Saved entries
◆ ◆ ◆ ◆ ◆ ◆ ◆

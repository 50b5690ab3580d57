//! Calendar and difference columns derived from the unified series.

use chrono::{DateTime, Datelike, NaiveDate, Timelike, Weekday};
use chrono_tz::Tz;
use serde::{Deserialize, Serialize};

use crate::series::UnifiedSeries;

pub const WEEKDAYS: [Weekday; 7] = [
    Weekday::Mon,
    Weekday::Tue,
    Weekday::Wed,
    Weekday::Thu,
    Weekday::Fri,
    Weekday::Sat,
    Weekday::Sun,
];

#[derive(Debug, Clone, Copy, PartialEq, Eq, Serialize, Deserialize)]
pub struct CalendarFields {
    pub date: NaiveDate,
    pub hour: u32,
    pub minute: u32,
    pub weekday: Weekday,
    pub weekday_index: u32,
    pub is_weekend: bool,
}

impl CalendarFields {
    pub fn from_time(time: &DateTime<Tz>) -> Self {
        let weekday = time.weekday();
        Self {
            date: time.date_naive(),
            hour: time.hour(),
            minute: time.minute(),
            weekday,
            weekday_index: weekday.num_days_from_monday(),
            is_weekend: is_weekend(weekday),
        }
    }

    pub fn weekday_name(&self) -> &'static str {
        weekday_name(self.weekday)
    }
}

#[derive(Debug, Clone, Copy, PartialEq)]
pub struct EnrichedSample {
    pub time: DateTime<Tz>,
    pub available_stores: Option<i64>,
    pub calendar: CalendarFields,
    pub delta: Option<f64>,
    pub pct_change: Option<f64>,
}

impl EnrichedSample {
    pub fn value(&self) -> Option<f64> {
        self.available_stores.map(|v| v as f64)
    }
}

pub fn enrich(series: &UnifiedSeries) -> Vec<EnrichedSample> {
    let mut out = Vec::with_capacity(series.len());
    let mut previous: Option<Option<i64>> = None;

    for sample in series.samples() {
        let delta = match (previous.flatten(), sample.available_stores) {
            (Some(prev), Some(current)) => Some((current - prev) as f64),
            _ => None,
        };
        let pct_change = match (previous.flatten(), delta) {
            (Some(prev), Some(delta)) if prev != 0 => Some(delta / prev as f64 * 100.0),
            _ => None,
        };

        out.push(EnrichedSample {
            time: sample.time,
            available_stores: sample.available_stores,
            calendar: CalendarFields::from_time(&sample.time),
            delta,
            pct_change,
        });
        previous = Some(sample.available_stores);
    }

    out
}

pub fn is_weekend(weekday: Weekday) -> bool {
    matches!(weekday, Weekday::Sat | Weekday::Sun)
}

pub fn weekday_name(weekday: Weekday) -> &'static str {
    match weekday {
        Weekday::Mon => "Monday",
        Weekday::Tue => "Tuesday",
        Weekday::Wed => "Wednesday",
        Weekday::Thu => "Thursday",
        Weekday::Fri => "Friday",
        Weekday::Sat => "Saturday",
        Weekday::Sun => "Sunday",
    }
}

/// Accepts full English names and three-letter abbreviations, any case.
pub fn parse_weekday_name(raw: &str) -> Option<Weekday> {
    let lowered = raw.trim().to_ascii_lowercase();
    WEEKDAYS.into_iter().find(|day| {
        let name = weekday_name(*day).to_ascii_lowercase();
        lowered == name || (lowered.len() == 3 && name.starts_with(&lowered))
    })
}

◆ ◆ ◆ ◆ ◆ ◆ ◆

= Exercise =
Word for word, reproduce every record shown above.

= Answer box =
repository 50b5690ab3580d57
//! Calendar and difference columns derived from the unified series.

use chrono::{DateTime, Datelike, NaiveDate, Timelike, Weekday};
use chrono_tz::Tz;
use serde::{Deserialize, Serialize};

use crate::series::UnifiedSeries;

pub const WEEKDAYS: [Weekday; 7] = [
    Weekday::Mon,
    Weekday::Tue,
    Weekday::Wed,
    Weekday::Thu,
    Weekday::Fri,
    Weekday::Sat,
    Weekday::Sun,
];

#[derive(Debug, Clone, Copy, PartialEq, Eq, Serialize, Deserialize)]
pub struct CalendarFields {
    pub date: NaiveDate,
    pub hour: u32,
    pub minute: u32,
    pub weekday: Weekday,
    pub weekday_index: u32,
    pub is_weekend: bool,
}

impl CalendarFields {
    pub fn from_time(time: &DateTime<Tz>) -> Self {
        let weekday = time.weekday();
        Self {
            date: time.date_naive(),
            hour: time.hour(),
            minute: time.minute(),
            weekday,
            weekday_index: weekday.num_days_from_monday(),
            is_weekend: is_weekend(weekday),
        }
    }

    pub fn weekday_name(&self) -> &'static str {
        weekday_name(self.weekday)
    }
}

#[derive(Debug, Clone, Copy, PartialEq)]
pub struct EnrichedSample {
    pub time: DateTime<Tz>,
    pub available_stores: Option<i64>,
    pub calendar: CalendarFields,
    pub delta: Option<f64>,
    pub pct_change: Option<f64>,
}

impl EnrichedSample {
    pub fn value(&self) -> Option<f64> {
        self.available_stores.map(|v| v as f64)
    }
}

pub fn enrich(series: &UnifiedSeries) -> Vec<EnrichedSample> {
    let mut out = Vec::with_capacity(series.len());
    let mut previous: Option<Option<i64>> = None;

    for sample in series.samples() {
        let delta = match (previous.flatten(), sample.available_stores) {
            (Some(prev), Some(current)) => Some((current - prev) as f64),
            _ => None,
        };
        let pct_change = match (previous.flatten(), delta) {
            (Some(prev), Some(delta)) if prev != 0 => Some(delta / prev as f64 * 100.0),
            _ => None,
        };

        out.push(EnrichedSample {
            time: sample.time,
            available_stores: sample.available_stores,
            calendar: CalendarFields::from_time(&sample.time),
            delta,
            pct_change,
        });
        previous = Some(sample.available_stores);
    }

    out
}

pub fn is_weekend(weekday: Weekday) -> bool {
    matches!(weekday, Weekday::Sat | Weekday::Sun)
}

pub fn weekday_name(weekday: Weekday) -> &'static str {
    match weekday {
        Weekday::Mon => "Monday",
        Weekday::Tue => "Tuesday",
        Weekday::Wed => "Wednesday",
        Weekday::Thu => "Thursday",
        Weekday::Fri => "Friday",
        Weekday::Sat => "Saturday",
        Weekday::Sun => "Sunday",
    }
}

/// Accepts full English names and three-letter abbreviations, any case.
pub fn parse_weekday_name(raw: &str) -> Option<Weekday> {
    let lowered = raw.trim().to_ascii_lowercase();
    WEEKDAYS.into_iter().find(|day| {
        let name = weekday_name(*day).to_ascii_lowercase();
        lowered == name || (lowered.len() == 3 && name.starts_with(&lowered))
    })
}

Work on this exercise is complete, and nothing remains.